The records below should be set down in full, please, without any change.

(Data records)

=====

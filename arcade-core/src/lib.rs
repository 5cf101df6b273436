#![warn(missing_docs)]
//! Compressed experience replay for Atari reinforcement learning.
//!
//! [`CompressedReplayBuffer`] stores transitions `(action, reward, end_state, done)`
//! in fixed-size circular arrays. Only the end-state of each transition is kept,
//! LZ4-compressed; the start-state of transition `i` is the end-state of
//! transition `i - 1`. Batches are written into caller-owned memory through
//! [`BatchView`], which can also address a sub-range of a larger allocation.
//!
//! ```
//! use arcade_core::{Batch, CompressedReplayBuffer, ReplayBufferConfig};
//! # fn main() -> anyhow::Result<()> {
//! let config = ReplayBufferConfig::default().capacity(8).state_len(16).seed(Some(42));
//! let mut buffer = CompressedReplayBuffer::new(&config)?;
//! for t in 0..10u8 {
//!     buffer.add(t, 1.0, &[t; 16], false)?;
//! }
//!
//! let mut batch = Batch::with_capacity(32, 16);
//! buffer.sample_range(batch.view_mut(), 4, 5)?;
//! # Ok(())
//! # }
//! ```
pub mod codec;
pub mod error;
pub mod random;
pub mod replay_buffer;

mod base;
pub use base::{ExperienceBufferBase, ReplayBufferBase};

mod shape;
pub use shape::{ObsConfig, FRAME_WIDTH, STACK_DEPTH};

pub use error::ArcadeError;
pub use replay_buffer::{Batch, BatchView, CompressedReplayBuffer, ReplayBufferConfig, Transition};
//! Replay buffer storing compressed end-states.
mod base;
mod batch;
mod config;
pub use base::{CompressedReplayBuffer, Transition};
pub use batch::{Batch, BatchView};
pub use config::ReplayBufferConfig;
//! Byte-buffer compression of states.
//!
//! The replay buffer keeps every end-state compressed. A codec compresses into
//! a scratch buffer bounded by [`StateCodec::compress_bound`], and decompresses
//! straight into caller memory. Either direction reporting a non-positive byte
//! count is an error; no partially written data is handed out.
use crate::error::ArcadeError;
use anyhow::Result;
use lz4_flex::block;

/// Compression and decompression of byte buffers.
pub trait StateCodec {
    /// Worst-case size of the compressed form of `len` bytes.
    fn compress_bound(&self, len: usize) -> usize;

    /// Compresses `src` into `dst`, returning the number of bytes written.
    ///
    /// `dst` must be at least [`StateCodec::compress_bound`]`(src.len())` long.
    fn compress_into(&self, src: &[u8], dst: &mut [u8]) -> Result<usize>;

    /// Decompresses `src` into `dst`, returning the number of bytes written.
    fn decompress_into(&self, src: &[u8], dst: &mut [u8]) -> Result<usize>;

    /// Compresses `src` into a freshly allocated, tightly sized buffer.
    ///
    /// `scratch` is reused across calls to avoid allocating the worst-case
    /// buffer every time.
    fn compress(&self, src: &[u8], scratch: &mut Vec<u8>) -> Result<Box<[u8]>> {
        let bound = self.compress_bound(src.len());
        if scratch.len() < bound {
            scratch.resize(bound, 0);
        }
        let n = self.compress_into(src, &mut scratch[..bound])?;
        if n < 1 {
            return Err(ArcadeError::Compression("codec wrote no bytes".to_string()).into());
        }
        Ok(scratch[..n].to_vec().into_boxed_slice())
    }

    /// Decompresses `src` into `dst`, which must receive exactly `dst.len()` bytes.
    fn decompress(&self, src: &[u8], dst: &mut [u8]) -> Result<()> {
        let n = self.decompress_into(src, dst)?;
        if n < 1 || n != dst.len() {
            return Err(ArcadeError::Decompression {
                expected: dst.len(),
                actual: n,
            }
            .into());
        }
        Ok(())
    }
}

/// LZ4 block codec.
#[derive(Debug, Clone, Copy, Default)]
pub struct Lz4Codec;

impl StateCodec for Lz4Codec {
    /// At least the classic LZ4 bound `len + len / 255 + 16`.
    fn compress_bound(&self, len: usize) -> usize {
        (len + len / 255 + 16).max(block::get_maximum_output_size(len))
    }

    fn compress_into(&self, src: &[u8], dst: &mut [u8]) -> Result<usize> {
        block::compress_into(src, dst).map_err(|e| ArcadeError::Compression(e.to_string()).into())
    }

    fn decompress_into(&self, src: &[u8], dst: &mut [u8]) -> Result<usize> {
        match block::decompress_into(src, dst) {
            Ok(n) => Ok(n),
            Err(e) => {
                log::debug!("LZ4 decompression failed: {}", e);
                Err(ArcadeError::Decompression {
                    expected: dst.len(),
                    actual: 0,
                }
                .into())
            }
        }
    }
}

=====

Answer space
filename arcade-core/src/lib.rs
repository 5cf101df6b273436
#![warn(missing_docs)]
//! Compressed experience replay for Atari reinforcement learning.
//!
//! [`CompressedReplayBuffer`] stores transitions `(action, reward, end_state, done)`
//! in fixed-size circular arrays. Only the end-state of each transition is kept,
//! LZ4-compressed; the start-state of transition `i` is the end-state of
//! transition `i - 1`. Batches are written into caller-owned memory through
//! [`BatchView`], which can also address a sub-range of a larger allocation.
//!
//! ```
//! use arcade_core::{Batch, CompressedReplayBuffer, ReplayBufferConfig};
//! # fn main() -> anyhow::Result<()> {
//! let config = ReplayBufferConfig::default().capacity(8).state_len(16).seed(Some(42));
//! let mut buffer = CompressedReplayBuffer::new(&config)?;
//! for t in 0..10u8 {
//!     buffer.add(t, 1.0, &[t; 16], false)?;
//! }
//!
//! let mut batch = Batch::with_capacity(32, 16);
//! buffer.sample_range(batch.view_mut(), 4, 5)?;
//! # Ok(())
//! # }
//! ```
pub mod codec;
pub mod error;
pub mod random;
pub mod replay_buffer;

mod base;
pub use base::{ExperienceBufferBase, ReplayBufferBase};

mod shape;
pub use shape::{ObsConfig, FRAME_WIDTH, STACK_DEPTH};

pub use error::ArcadeError;
pub use replay_buffer::{Batch, BatchView, CompressedReplayBuffer, ReplayBufferConfig, Transition};
//! Replay buffer storing compressed end-states.
mod base;
mod batch;
mod config;
pub use base::{CompressedReplayBuffer, Transition};
pub use batch::{Batch, BatchView};
pub use config::ReplayBufferConfig;
//! Byte-buffer compression of states.
//!
//! The replay buffer keeps every end-state compressed. A codec compresses into
//! a scratch buffer bounded by [`StateCodec::compress_bound`], and decompresses
//! straight into caller memory. Either direction reporting a non-positive byte
//! count is an error; no partially written data is handed out.
use crate::error::ArcadeError;
use anyhow::Result;
use lz4_flex::block;

/// Compression and decompression of byte buffers.
pub trait StateCodec {
    /// Worst-case size of the compressed form of `len` bytes.
    fn compress_bound(&self, len: usize) -> usize;

    /// Compresses `src` into `dst`, returning the number of bytes written.
    ///
    /// `dst` must be at least [`StateCodec::compress_bound`]`(src.len())` long.
    fn compress_into(&self, src: &[u8], dst: &mut [u8]) -> Result<usize>;

    /// Decompresses `src` into `dst`, returning the number of bytes written.
    fn decompress_into(&self, src: &[u8], dst: &mut [u8]) -> Result<usize>;

    /// Compresses `src` into a freshly allocated, tightly sized buffer.
    ///
    /// `scratch` is reused across calls to avoid allocating the worst-case
    /// buffer every time.
    fn compress(&self, src: &[u8], scratch: &mut Vec<u8>) -> Result<Box<[u8]>> {
        let bound = self.compress_bound(src.len());
        if scratch.len() < bound {
            scratch.resize(bound, 0);
        }
        let n = self.compress_into(src, &mut scratch[..bound])?;
        if n < 1 {
            return Err(ArcadeError::Compression("codec wrote no bytes".to_string()).into());
        }
        Ok(scratch[..n].to_vec().into_boxed_slice())
    }

    /// Decompresses `src` into `dst`, which must receive exactly `dst.len()` bytes.
    fn decompress(&self, src: &[u8], dst: &mut [u8]) -> Result<()> {
        let n = self.decompress_into(src, dst)?;
        if n < 1 || n != dst.len() {
            return Err(ArcadeError::Decompression {
                expected: dst.len(),
                actual: n,
            }
            .into());
        }
        Ok(())
    }
}

/// LZ4 block codec.
#[derive(Debug, Clone, Copy, Default)]
pub struct Lz4Codec;

impl StateCodec for Lz4Codec {
    /// At least the classic LZ4 bound `len + len / 255 + 16`.
    fn compress_bound(&self, len: usize) -> usize {
        (len + len / 255 + 16).max(block::get_maximum_output_size(len))
    }

    fn compress_into(&self, src: &[u8], dst: &mut [u8]) -> Result<usize> {
        block::compress_into(src, dst).map_err(|e| ArcadeError::Compression(e.to_string()).into())
    }

    fn decompress_into(&self, src: &[u8], dst: &mut [u8]) -> Result<usize> {
        match block::decompress_into(src, dst) {
            Ok(n) => Ok(n),
            Err(e) => {
                log::debug!("LZ4 decompression failed: {}", e);
                Err(ArcadeError::Decompression {
                    expected: dst.len(),
                    actual: 0,
                }
                .into())
            }
        }
    }
}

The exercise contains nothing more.